▶ **TASK TO CARRY OUT**:
Below is a block of records; repeat each one exactly.

[Saved data entries]
+ + + +
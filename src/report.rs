// @module: Plan rendering

use comfy_table::presets::UTF8_FULL;
use comfy_table::{Cell, CellAlignment, ContentArrangement, Table};

use crate::segment_planner::Segment;
use crate::time_format::{format_ms, ms_to_seconds};

/// One display row of the plan table
#[derive(Debug, Clone, PartialEq, Eq)]
pub struct PlanRow {
    pub index: String,
    pub start: String,
    pub end: String,
    pub duration: String,
    pub lines: String,
    pub line_count: String,
}

impl PlanRow {
    pub fn from_segment(index: usize, segment: &Segment) -> Self {
        PlanRow {
            index: index.to_string(),
            start: format_ms(segment.start_time()),
            end: format_ms(segment.end_time()),
            duration: format!("{:.2}", ms_to_seconds(segment.duration_ms())),
            lines: format!("{}-{}", segment.start_line_number, segment.end_line_number),
            line_count: segment.line_count().to_string(),
        }
    }
}

/// Rows for every segment, numbered from 1
pub fn plan_rows(segments: &[Segment]) -> Vec<PlanRow> {
    segments
        .iter()
        .enumerate()
        .map(|(i, segment)| PlanRow::from_segment(i + 1, segment))
        .collect()
}

/// Renders the segmentation plan as a table
pub fn render_plan_table(segments: &[Segment]) -> String {
    let mut table = Table::new();
    table
        .load_preset(UTF8_FULL)
        .set_content_arrangement(ContentArrangement::Dynamic)
        .set_header(vec!["Segment", "Start", "End", "Duration (s)", "Lines", "Line count"]);

    for row in plan_rows(segments) {
        table.add_row(vec![
            Cell::new(row.index).set_alignment(CellAlignment::Right),
            Cell::new(row.start).set_alignment(CellAlignment::Center),
            Cell::new(row.end).set_alignment(CellAlignment::Center),
            Cell::new(row.duration).set_alignment(CellAlignment::Right),
            Cell::new(row.lines).set_alignment(CellAlignment::Center),
            Cell::new(row.line_count).set_alignment(CellAlignment::Right),
        ]);
    }

    table.to_string()
}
+ + + +
▶ **ANSWER FOR THIS EXERCISE**:
filename src/report.rs
// @module: Plan rendering

use comfy_table::presets::UTF8_FULL;
use comfy_table::{Cell, CellAlignment, ContentArrangement, Table};

use crate::segment_planner::Segment;
use crate::time_format::{format_ms, ms_to_seconds};

/// One display row of the plan table
#[derive(Debug, Clone, PartialEq, Eq)]
pub struct PlanRow {
    pub index: String,
    pub start: String,
    pub end: String,
    pub duration: String,
    pub lines: String,
    pub line_count: String,
}

impl PlanRow {
    pub fn from_segment(index: usize, segment: &Segment) -> Self {
        PlanRow {
            index: index.to_string(),
            start: format_ms(segment.start_time()),
            end: format_ms(segment.end_time()),
            duration: format!("{:.2}", ms_to_seconds(segment.duration_ms())),
            lines: format!("{}-{}", segment.start_line_number, segment.end_line_number),
            line_count: segment.line_count().to_string(),
        }
    }
}

/// Rows for every segment, numbered from 1
pub fn plan_rows(segments: &[Segment]) -> Vec<PlanRow> {
    segments
        .iter()
        .enumerate()
        .map(|(i, segment)| PlanRow::from_segment(i + 1, segment))
        .collect()
}

/// Renders the segmentation plan as a table
pub fn render_plan_table(segments: &[Segment]) -> String {
    let mut table = Table::new();
    table
        .load_preset(UTF8_FULL)
        .set_content_arrangement(ContentArrangement::Dynamic)
        .set_header(vec!["Segment", "Start", "End", "Duration (s)", "Lines", "Line count"]);

    for row in plan_rows(segments) {
        table.add_row(vec![
            Cell::new(row.index).set_alignment(CellAlignment::Right),
            Cell::new(row.start).set_alignment(CellAlignment::Center),
            Cell::new(row.end).set_alignment(CellAlignment::Center),
            Cell::new(row.duration).set_alignment(CellAlignment::Right),
            Cell::new(row.lines).set_alignment(CellAlignment::Center),
            Cell::new(row.line_count).set_alignment(CellAlignment::Right),
        ]);
    }

    table.to_string()
}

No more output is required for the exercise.